//! Masked, tuple-major views over caller-owned numeric buffers.

use crate::error::{Error, Result};
use crate::metric::Scalar;

/// A read-only view of `N` tuples × `C` components with an optional mask.
///
/// Only tuples whose mask entry is `true` take part in distance computation,
/// cluster formation and representative updates. A missing mask means every
/// tuple is included.
#[derive(Debug, Clone, Copy)]
pub struct MaskedDataset<'a, T: Scalar> {
    values: &'a [T],
    n_components: usize,
    mask: Option<&'a [bool]>,
}

impl<'a, T: Scalar> MaskedDataset<'a, T> {
    /// Interpret `values` as tuples of `n_components` consecutive components.
    pub fn new(values: &'a [T], n_components: usize) -> Result<Self> {
        if n_components == 0 {
            return Err(Error::InvalidParameter {
                name: "n_components",
                message: "must be at least 1",
            });
        }
        if values.len() % n_components != 0 {
            return Err(Error::DimensionMismatch {
                expected: values.len().div_ceil(n_components) * n_components,
                found: values.len(),
            });
        }
        Ok(Self {
            values,
            n_components,
            mask: None,
        })
    }

    /// Attach an inclusion mask with one entry per tuple.
    pub fn with_mask(mut self, mask: &'a [bool]) -> Result<Self> {
        if mask.len() != self.len() {
            return Err(Error::DimensionMismatch {
                expected: self.len(),
                found: mask.len(),
            });
        }
        self.mask = Some(mask);
        Ok(self)
    }

    /// Number of tuples, included or not.
    #[inline]
    pub fn len(&self) -> usize {
        self.values.len() / self.n_components
    }

    /// True when the buffer holds no tuples.
    #[inline]
    pub fn is_empty(&self) -> bool {
        self.values.is_empty()
    }

    /// Components per tuple.
    #[inline]
    pub fn n_components(&self) -> usize {
        self.n_components
    }

    /// The `i`-th tuple.
    #[inline]
    pub fn tuple(&self, i: usize) -> &'a [T] {
        let start = i * self.n_components;
        &self.values[start..start + self.n_components]
    }

    /// Whether tuple `i` participates.
    #[inline]
    pub fn is_included(&self, i: usize) -> bool {
        self.mask.map_or(true, |m| m[i])
    }

    /// Ascending indices of the included tuples.
    pub fn included_indices(&self) -> Vec<usize> {
        (0..self.len()).filter(|&i| self.is_included(i)).collect()
    }

    /// Number of included tuples.
    pub fn included_count(&self) -> usize {
        match self.mask {
            Some(m) => m.iter().filter(|&&keep| keep).count(),
            None => self.len(),
        }
    }

    /// Reject datasets with no participating tuples.
    pub(crate) fn require_included(&self) -> Result<usize> {
        if self.is_empty() {
            return Err(Error::EmptyInput);
        }
        match self.included_count() {
            0 => Err(Error::EmptyInput),
            n => Ok(n),
        }
    }
}
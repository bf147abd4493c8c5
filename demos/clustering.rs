//! K-means, k-medoids and DBSCAN on a simple 2D dataset, scored by silhouette.
//!
//! Run with `RUST_LOG=clustra=debug` to see per-iteration logs.

use clustra::{
    DbscanExt, Dbscan, DistanceMetric, KDistanceGraph, Kmeans, Kmedoids, MaskedDataset,
    Silhouette, NOISE,
};
use tracing_subscriber::EnvFilter;

fn main() -> clustra::Result<()> {
    tracing_subscriber::fmt()
        .with_env_filter(EnvFilter::try_from_default_env().unwrap_or_else(|_| EnvFilter::new("info")))
        .init();

    // Three well-separated clusters in 2D, plus one masked-out reading.
    #[rustfmt::skip]
    let values: Vec<f32> = vec![
        // Cluster A (near origin)
        0.0, 0.0,   0.1, 0.2,   0.2, 0.1,   -0.1, 0.1,
        // Cluster B (near (5, 5))
        5.0, 5.0,   5.1, 4.9,   4.9, 5.1,   5.2, 5.2,
        // Cluster C (near (10, 0))
        10.0, 0.0,  10.1, 0.1,  9.9, -0.1,  10.2, 0.2,
        // Sensor glitch
        1e6, -1e6,
    ];
    let mut mask = vec![true; 13];
    mask[12] = false;
    let data = MaskedDataset::new(&values, 2)?.with_mask(&mask)?;
    let point = |i: usize| (data.tuple(i)[0], data.tuple(i)[1]);

    // --- K-means (k=3) ---
    let kmeans = Kmeans::new(3).with_seed(42).fit(&data)?;
    println!("=== K-means (k=3, {} iterations) ===", kmeans.iterations);
    for (i, label) in kmeans.labels.iter().enumerate() {
        let (x, y) = point(i);
        println!("  point {:2} ({:9.1}, {:9.1}) => cluster {}", i, x, y, label);
    }
    let scores = Silhouette::new(3).evaluate(&data, &kmeans.labels)?;
    println!("  mean silhouette: {:.3}", scores.mean);

    // --- K-medoids (k=3, Manhattan) ---
    let kmedoids = Kmedoids::new(3)
        .with_metric(DistanceMetric::Manhattan)
        .with_seed(42)
        .fit(&data)?;
    println!("\n=== K-medoids (k=3, Manhattan) ===");
    for (slot, idx) in kmedoids.medoid_indices.iter().enumerate() {
        println!("  cluster {} medoid: point {} (cost {:.2})", slot + 1, idx, kmedoids.costs[slot]);
    }

    // --- DBSCAN: pick eps from the k-distance curve ---
    let min_pts = 3;
    let curve = KDistanceGraph::new(min_pts - 1).compute(&data)?.knee_curve();
    println!("\n=== k-distance curve (k={}) ===\n  {:?}", min_pts - 1, curve);

    let dbscan = Dbscan::new(1.0, min_pts);
    let fit = dbscan.fit(&data)?;
    println!("\n=== DBSCAN (eps=1.0, min_pts={}) ===", min_pts);
    for (i, label) in fit.labels.iter().enumerate() {
        let tag = if *label == NOISE {
            "NOISE".to_string()
        } else {
            format!("cluster {}", label)
        };
        let (x, y) = point(i);
        println!("  point {:2} ({:9.1}, {:9.1}) => {}", i, x, y, tag);
    }

    let zero_based = dbscan.fit_predict_with_noise(&data)?;
    println!("  zero-based: {:?}", zero_based);
    Ok(())
}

######

In the records above, find every line that contains the word "start" and copy it.

        let start = i * self.n_components;
        &self.values[start..start + self.n_components]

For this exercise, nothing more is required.